Jewish Students at Northwood Support Principal Despite Kippah Controversy


When school administration told Caleb Tanenbaum's parents that their son needed a letter from a rabbi in order to wear an unconventional kippah to Northwood High School, his father said he felt "singled out in a discriminatory manner."

But other Jewish students at Northwood High School have defended the administration's treatment of the school's Jewish population.

While eating kosher pizza during a Feb. 8 meeting of the Northwood Jewish Culture Club, about 15 Jewish students discussed what happened at the school and how the community has reacted. Northwood recently changed its headwear policy so that a letter from a spiritual leader will no longer be required.

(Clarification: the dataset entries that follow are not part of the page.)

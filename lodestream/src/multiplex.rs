use std::collections::HashMap;

use lodestream_scene::{Slug, VisibilitySnapshot};

use crate::backend::ExecBackend;
use crate::config::SchedulerConfig;
use crate::error::Error;
use crate::pool::TaskPool;
use crate::priority::PriorityEngine;
use crate::progress::{EntityProgress, ProgressTable};
use crate::task::{Category, Completion, ProgressEvent, RunContext, Task};

/// Routes tasks to their category's pool, fans `poll` out across all pools,
/// runs completed tasks' chaining logic, and propagates per-entity progress
/// to sibling pending tasks.
///
/// All state mutation happens from the single thread calling `poll`; no
/// internal locking.
#[derive(Debug)]
pub struct MultiplexPool<B: ExecBackend> {
    pools: HashMap<Category, TaskPool<B::Handle>>,
    progress: ProgressTable,
    backend: B,
    ctx: RunContext,
    next_seq: u64,
}

impl<B: ExecBackend> MultiplexPool<B> {
    pub fn new(config: &SchedulerConfig, backend: B, ctx: RunContext) -> Self {
        Self::with_limits(
            [
                (Category::Download, config.download_slots),
                (Category::Load, config.load_slots),
            ],
            backend,
            ctx,
        )
    }

    /// Build with an explicit category set. A task later submitted with a
    /// category missing here is rejected as a programming error.
    pub fn with_limits(
        limits: impl IntoIterator<Item = (Category, usize)>,
        backend: B,
        ctx: RunContext,
    ) -> Self {
        Self {
            pools: limits
                .into_iter()
                .map(|(category, limit)| (category, TaskPool::new(limit)))
                .collect(),
            progress: ProgressTable::new(),
            backend,
            ctx,
            next_seq: 0,
        }
    }

    /// Add a task to its category's pending set, stamping the global
    /// submission sequence number used for tie-breaks.
    pub fn submit(&mut self, mut task: Task) -> Result<(), Error> {
        task.set_seq(self.next_seq);
        self.next_seq += 1;
        // Late joiners of an already-streaming entity start from its
        // current quality, not from zero.
        if let Some(progress) = self.progress.get(task.slug()) {
            task.benefit_mut()
                .update(progress.achieved_error(), progress.reference_error());
        }
        let category = task.category();
        let pool = self
            .pools
            .get_mut(&category)
            .ok_or(Error::UnknownCategory(category))?;
        pool.submit(task);
        Ok(())
    }

    /// True iff every pool has neither pending nor running tasks.
    pub fn empty(&self) -> bool {
        self.pools.values().all(TaskPool::empty)
    }

    pub fn progress(&self, slug: &Slug) -> Option<&EntityProgress> {
        self.progress.get(slug)
    }

    /// Pending and running tasks for one entity across every pool.
    pub fn tasks_for_slug(&self, slug: &Slug) -> Vec<&Task> {
        let mut tasks = Vec::new();
        for category in Category::ALL {
            if let Some(pool) = self.pools.get(&category) {
                tasks.extend(pool.tasks().filter(|task| task.slug() == slug));
            }
        }
        tasks
    }

    /// One scheduling tick across all pools. Completions trigger chaining
    /// (which may submit successors back in here) and progress propagation;
    /// the returned events are what the renderer acts on.
    pub fn poll(
        &mut self,
        snapshot: &VisibilitySnapshot,
        engine: &mut PriorityEngine,
    ) -> Result<Vec<Completion>, Error> {
        let mut finished = Vec::new();
        for category in Category::ALL {
            if let Some(pool) = self.pools.get_mut(&category) {
                finished.extend(pool.poll(snapshot, engine, &self.backend, &self.ctx));
            }
        }

        let mut completions = Vec::new();
        for (task, output) in finished {
            let slug = task.slug().clone();
            let advance = task.finished(output);
            self.apply_progress(&slug, advance.progress)?;
            for successor in advance.successors {
                self.submit(successor)?;
            }
            if let Some(completion) = advance.completion {
                completions.push(completion);
            }
        }
        Ok(completions)
    }

    /// Update the entity's quality record, then rewrite the benefit inputs
    /// of every other pending task for it so no stale estimates survive.
    fn apply_progress(&mut self, slug: &Slug, event: ProgressEvent) -> Result<(), Error> {
        match event {
            ProgressEvent::None => return Ok(()),
            ProgressEvent::Init(metadata) => {
                self.progress
                    .insert(slug.clone(), EntityProgress::new(&metadata));
            }
            ProgressEvent::Base { levels_done } => {
                self.progress.get_mut(slug)?.record_base(levels_done);
            }
            ProgressEvent::Texture { level } => {
                self.progress.get_mut(slug)?.record_texture_level(level);
            }
            ProgressEvent::Refinement { bytes, ops } => {
                self.progress.get_mut(slug)?.record_refinement(bytes, ops);
            }
        }

        let record = self
            .progress
            .get(slug)
            .ok_or_else(|| Error::ProgressStateInvariant(slug.clone()))?;
        let (achieved, reference) = (record.achieved_error(), record.reference_error());
        for pool in self.pools.values_mut() {
            for task in pool.pending_for_mut(slug) {
                task.benefit_mut().update(achieved, reference);
            }
        }
        Ok(())
    }
}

Sarah McNally, who was in Caleb’s class when a security guard told him to remove his hat, said she is concerned about the community’s reaction and about the charges of anti-Semitism.

“We want them to know that this is a place where religion is tolerated,” McNally said.

Assistant Principal Linda Wolf noted that Northwood has the highest rate of Jewish student transfers from private Jewish schools in the MCPS system. Approximately half of the students in the room said they came to Northwood from a local Jewish private school, Melvin J. Berman Hebrew Academy, in Aspen Hill.

Abraham Shalom, the club’s president, said he’s worried that the local Jewish community will no longer see Northwood as a good option to a private Jewish school.

“A lot of them are getting scared now,” Shalom said.

Although the students in the club expressed different opinions about who should be able to claim that headwear is a mark of religious identification--the particular student, the parents or the spiritual leader--they were unified in saying that the administration has been extraordinarily accommodating to the needs of the school’s Jewish students.

Shalom, who wears a yarmulke, said that his older brother was able to graduate early, with Principal Henry Johnson's support, so that he could go to Israel. When his mother complained to the school that they could not eat the non-kosher pizza at classroom parties, Johnson responded by providing kosher pizza.

“He’s always been as understanding as he possibly can,” Shalom said.

Renee Wasco related how when she first transferred to Northwood from a Jewish private school, other students called her names because she was Jewish, but that once the administration found out, they put a stop to the bullying.

Northwood Jewish students seem very comfortable with their religious identity compared to MCPS students elsewhere in the county, according to Rabbi Nissim Levin, of NCSY, a Jewish organization that promotes youth social activities. The Jewish culture club at Northwood is student-initiated with a teacher sponsor, who was not present for the meeting, but Rabbi Levin brings the pizza and often leads a discussion.

The students in the club all agreed that “CJ,” as many of them call Caleb, wears an unconventional Israeli-style kippah. Multiple students characterized the hat as “Rastafarian,” and said that it looked “more like a beanie than a kippah.”

Steven Tanenbaum had initially described Caleb’s kippah as an off-white color, but he has since corrected this statement in an email to Patch: “Caleb was wearing a different kippa than I had originally thought. He was wearing a black colored, hat-like knitted kippa."

George Townsend, a non-Jewish student but a member of the club, said that he thinks that the fact that Caleb said the head covering was religious should have been enough.

“I don’t think the parents should have been notified,” he said. “They should have left it at his word.”

Other students thought that the principal was right to call the parents, but not to request the letter from the rabbi. “They should have just listened to the parents,” said Thea Ornstein.

Recent graduates also have expressed support for the principal.

Brian Horowitz, a 2008 Northwood graduate and a former member of Isiah Legget's Youth Commission, wrote the following in an email to Johnson earlier this month:

"I have spoken to many of the other Orthodox Jewish students of NHS and we feel that you have always treated us with respect and have let us practice our religion freely...You certainly made us feel welcome and safe while attending NHS."